The Moab covenant does not form merely the visible copy and type of the new covenant that has the laws of God written on hearts and placed in minds, but is this spiritual covenant to which better promises were added and its mediator changed from Moses to Christ Jesus … implementation of the new covenant by which all will know the Lord begins with Israel implementing the Moab covenant.

 

New creature is housed in a tabernacle or tent of flesh

Israel does not cease to be as a nation when circumcision moves from being of the outer man to being of the inner man, born of Spirit as a son of God. This new creature is housed in a tabernacle or tent of flesh; so the following correspondences exist—

·         Circumcision of the foreskin is physical and as such precedes and serves as the copy and type of circumcision of the heart.

·         The physically circumcised Israelite in a house in Egypt precedes and serves as a copy and type of the spiritually circumcised Israelite [i.e., the new creature born of Spirit] in a tent of flesh.

·         The two doorposts and lintel of the physically circumcised Israelite’s house in Egypt delineated the entryway into the house and as such correspond to the mouth of the tent of flesh in which the born of Spirit son of God dwells.

·         Thus, the physically circumcised Israelite who, after smearing blood on doorposts and lintels, ate of a physical lamb roasted whole with fire serves as the copy and type of the spiritually circumcised Israelite who eats the flesh of the spiritual Lamb roasted over the fiery sins of Israel.

·         For disciples, eating the unleavened bread that is or represents Christ’s body functions spiritually as eating the flesh of an actual lamb by a physically circumcised Israelite.

 

Supersessionism

In theological discussions, the term “supersessionism” (also called Replacement Theology) refers to the belief that the ancient nation of Israel is not endtime Israel; the Christian Church is.

 

Dispensationalism

“Dispensationalism” rejects supersessionism and believes, instead, in “restora-tionism,” the theological position underpinned by the argumentative assumption that God is a respecter of persons, offering one covenant to the Church and a different covenant to the Jews.

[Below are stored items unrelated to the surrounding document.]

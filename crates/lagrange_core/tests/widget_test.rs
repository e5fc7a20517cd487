use async_trait::async_trait;
use lagrange_core::{
    CYCLE_DENIED_NOTICE, Choice, ChooseOutcome, Control, CycleOutcome, DisplayPayload,
    EXPIRED_NOTICE, Item, ItemSource, RatingWidget, Reply, UserId, WidgetState, dispatch,
    render_widget,
};
use lagrange_error::{LagrangeResult, WaifuError, WaifuErrorKind};
use std::sync::Mutex;

/// Hands out queued items in order, failing once the queue is empty.
struct QueueSource {
    items: Mutex<Vec<Item>>,
}

impl QueueSource {
    fn new(mut items: Vec<Item>) -> Self {
        items.reverse();
        Self {
            items: Mutex::new(items),
        }
    }
}

#[async_trait]
impl ItemSource for QueueSource {
    async fn fetch(&self) -> LagrangeResult<Item> {
        let next = self.items.lock().unwrap().pop();
        next.ok_or_else(|| WaifuError::new(WaifuErrorKind::EmptyResult).into())
    }

    fn render(&self, widget: &RatingWidget) -> DisplayPayload {
        render_widget(widget)
    }
}

fn item(id: u64) -> Item {
    Item::new(
        id,
        format!("https://x/{id}.png"),
        Some(format!("https://src/{id}")),
        "#336699",
    )
}

const OWNER: UserId = UserId::new(1);
const ALICE: UserId = UserId::new(10);
const BOB: UserId = UserId::new(20);

fn assert_disjoint(widget: &RatingWidget) {
    assert!(widget.smashers().is_disjoint(widget.passers()));
}

#[test]
fn switching_votes_keeps_sets_disjoint() {
    let mut widget = RatingWidget::new(item(1), Some(OWNER));

    assert_eq!(widget.choose(ALICE, Choice::Smash), ChooseOutcome::Recorded);
    assert!(widget.smashers().contains(&ALICE));
    assert!(!widget.passers().contains(&ALICE));
    assert_disjoint(&widget);

    assert_eq!(widget.choose(ALICE, Choice::Pass), ChooseOutcome::Recorded);
    assert!(widget.passers().contains(&ALICE));
    assert!(!widget.smashers().contains(&ALICE));
    assert_disjoint(&widget);

    assert_eq!(widget.choose(ALICE, Choice::Smash), ChooseOutcome::Recorded);
    assert_eq!(widget.choice_of(ALICE), Some(Choice::Smash));
    assert_disjoint(&widget);
}

#[test]
fn redundant_vote_is_a_no_op() {
    let mut widget = RatingWidget::new(item(1), Some(OWNER));
    widget.choose(ALICE, Choice::Smash);
    widget.choose(BOB, Choice::Pass);
    let before = widget.clone();

    assert_eq!(widget.choose(ALICE, Choice::Smash), ChooseOutcome::Unchanged);
    assert_eq!(widget, before);
}

#[tokio::test]
async fn owner_cycle_clears_votes_and_swaps_item() {
    let source = QueueSource::new(vec![item(2)]);
    let mut widget = RatingWidget::new(item(1), Some(OWNER));
    widget.choose(ALICE, Choice::Smash);
    widget.choose(BOB, Choice::Pass);

    let outcome = widget.cycle(OWNER, &source).await.unwrap();

    assert_eq!(outcome, CycleOutcome::Cycled);
    assert!(widget.smashers().is_empty());
    assert!(widget.passers().is_empty());
    assert_eq!(*widget.current().id(), 2);
}

#[tokio::test]
async fn non_owner_cycle_is_denied_without_changes() {
    let source = QueueSource::new(vec![item(2)]);
    let mut widget = RatingWidget::new(item(1), Some(OWNER));
    widget.choose(ALICE, Choice::Smash);
    let before = widget.clone();

    let reply = dispatch(Control::Cycle, &mut widget, BOB, &source)
        .await
        .unwrap();

    assert_eq!(reply, Reply::Ephemeral(CYCLE_DENIED_NOTICE.to_string()));
    assert_eq!(widget, before);
}

#[tokio::test]
async fn ownerless_widget_lets_anyone_cycle() {
    let source = QueueSource::new(vec![item(2)]);
    let mut widget = RatingWidget::new(item(1), None);

    assert!(widget.may_cycle(BOB));
    let outcome = widget.cycle(BOB, &source).await.unwrap();
    assert_eq!(outcome, CycleOutcome::Cycled);
}

#[tokio::test]
async fn failed_fetch_leaves_widget_untouched() {
    let source = QueueSource::new(vec![]);
    let mut widget = RatingWidget::new(item(1), Some(OWNER));
    widget.choose(ALICE, Choice::Smash);
    let before = widget.clone();

    assert!(widget.cycle(OWNER, &source).await.is_err());
    assert_eq!(widget, before);
}

#[tokio::test]
async fn expired_widget_ignores_controls() {
    let source = QueueSource::new(vec![item(2)]);
    let mut widget = RatingWidget::new(item(1), Some(OWNER));

    assert!(widget.expire());
    assert!(!widget.expire());
    assert_eq!(*widget.state(), WidgetState::Expired);

    assert_eq!(widget.choose(ALICE, Choice::Smash), ChooseOutcome::Inactive);
    assert_eq!(
        widget.cycle(OWNER, &source).await.unwrap(),
        CycleOutcome::Inactive
    );
    let reply = dispatch(Control::Pass, &mut widget, BOB, &source)
        .await
        .unwrap();
    assert_eq!(reply, Reply::Ephemeral(EXPIRED_NOTICE.to_string()));
    assert!(widget.smashers().is_empty());
    assert!(widget.passers().is_empty());
    assert_eq!(*widget.current().id(), 1);
}

#[tokio::test]
async fn dispatch_updates_then_acknowledges() {
    let source = QueueSource::new(vec![]);
    let mut widget = RatingWidget::new(item(1), Some(OWNER));

    let first = dispatch(Control::Smash, &mut widget, ALICE, &source)
        .await
        .unwrap();
    assert!(matches!(first, Reply::Update(_)));

    let second = dispatch(Control::Smash, &mut widget, ALICE, &source)
        .await
        .unwrap();
    assert_eq!(second, Reply::Acknowledge);
}

#[tokio::test]
async fn dispatch_pass_moves_voter_out_of_smashers() {
    let source = QueueSource::new(vec![]);
    let mut widget = RatingWidget::new(item(1), Some(OWNER));
    widget.choose(ALICE, Choice::Smash);

    let reply = dispatch(Control::Pass, &mut widget, ALICE, &source)
        .await
        .unwrap();

    let Reply::Update(payload) = reply else {
        panic!("expected an update, got {reply:?}");
    };
    assert!(widget.passers().contains(&ALICE));
    assert!(widget.smashers().is_empty());
    assert!(payload.description().contains("**Passers:** <@10>"));
}

#[tokio::test]
async fn dispatch_owner_cycle_shows_next_item() {
    let source = QueueSource::new(vec![item(2)]);
    let mut widget = RatingWidget::new(item(1), Some(OWNER));
    widget.choose(BOB, Choice::Pass);

    let reply = dispatch(Control::Cycle, &mut widget, OWNER, &source)
        .await
        .unwrap();

    let Reply::Update(payload) = reply else {
        panic!("expected an update, got {reply:?}");
    };
    assert_eq!(*widget.current().id(), 2);
    assert!(widget.passers().is_empty());
    assert_eq!(payload.image_url(), "https://x/2.png");
    assert!(payload.description().contains("[#2](https://src/2)"));
}

#[test]
fn render_lists_one_smasher_and_one_passer() {
    let mut widget = RatingWidget::new(
        Item::new(42, "https://x/42.png", Some("https://src/42".into()), "#336699"),
        Some(OWNER),
    );
    widget.choose(ALICE, Choice::Smash);
    widget.choose(BOB, Choice::Pass);

    let payload = render_widget(&widget);
    let lines: Vec<&str> = payload.description().lines().collect();

    assert_eq!(payload.title(), "Smash or Pass");
    assert_eq!(lines[0], "> [#42](https://src/42)");
    assert!(lines[1].ends_with("**Smashers:** <@10>"));
    assert!(lines[2].ends_with("**Passers:** <@20>"));
    assert_eq!(*payload.accent(), Some(0x336699));
    assert_eq!(payload.image_url(), "https://x/42.png");
}

#[test]
fn render_with_no_votes_leaves_lists_empty() {
    let widget = RatingWidget::new(Item::new(7, "https://x/7.png", None, "nope"), None);

    let payload = render_widget(&widget);
    let lines: Vec<&str> = payload.description().lines().collect();

    assert_eq!(lines[0], "> [#7](https://x/7.png)");
    assert!(lines[1].ends_with("**Smashers:** "));
    assert!(lines[2].ends_with("**Passers:** "));
    assert_eq!(*payload.accent(), None);
}
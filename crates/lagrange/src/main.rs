//! Lagrange CLI binary.
//!
//! - `run` connects to Discord and serves the cogs
//! - `check-config` validates configuration
//! - `fetch` pulls one image from waifu.im

use clap::Parser;

mod cli;

#[tokio::main]
async fn main() -> Result<(), Box<dyn std::error::Error>> {
    use cli::{Cli, Commands, check_config, fetch_one, run_bot};

    // Pick up LAGRANGE_* variables from .env before reading configuration
    dotenvy::dotenv().ok();

    let cli = Cli::parse();
    lagrange::init_logging(cli.verbose, cli.json_logs)?;

    match cli.command {
        Commands::Run { config } => {
            run_bot(config.as_deref()).await?;
        }

        Commands::CheckConfig { config } => {
            check_config(config.as_deref())?;
        }

        Commands::Fetch { config } => {
            fetch_one(config.as_deref()).await?;
        }
    }

    Ok(())
}
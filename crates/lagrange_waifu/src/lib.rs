//! waifu.im image catalog integration.
//!
//! Provides the HTTP client for the `/search` endpoint and [`WaifuSource`],
//! the [`ItemSource`](lagrange_core::ItemSource) the smash-or-pass widget
//! draws from.
//!
//! # Example
//!
//! ```rust,ignore
//! use lagrange_waifu::{WaifuImClient, WaifuSource};
//!
//! let client = WaifuImClient::new(std::env::var("WAIFU_TOKEN")?)?;
//! let item = client.fetch_item().await?;
//! println!("#{} {}", item.id(), item.url());
//! ```

#![forbid(unsafe_code)]
#![warn(missing_docs)]

mod client;
mod models;
mod source;

pub use client::{WAIFU_IM_BASE_URL, WaifuImClient, parse_search_response};
pub use models::{WaifuImImage, WaifuImSearchResponse, WaifuImTag};
pub use source::WaifuSource;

Therefore, within Evangelical Christianity—almost without exception based on dispensationalism—the formation of the modern state of Israel is central to prophecies about the recovery of Israel from the north country (Jer 16:14-15; 23:7-8; Ezek 20:34-36; 36:22-27; Isa 11:11-13 et al). Thus, Evangelical Christianity locates humankind in the generic period known in Scripture as “the time of the end.”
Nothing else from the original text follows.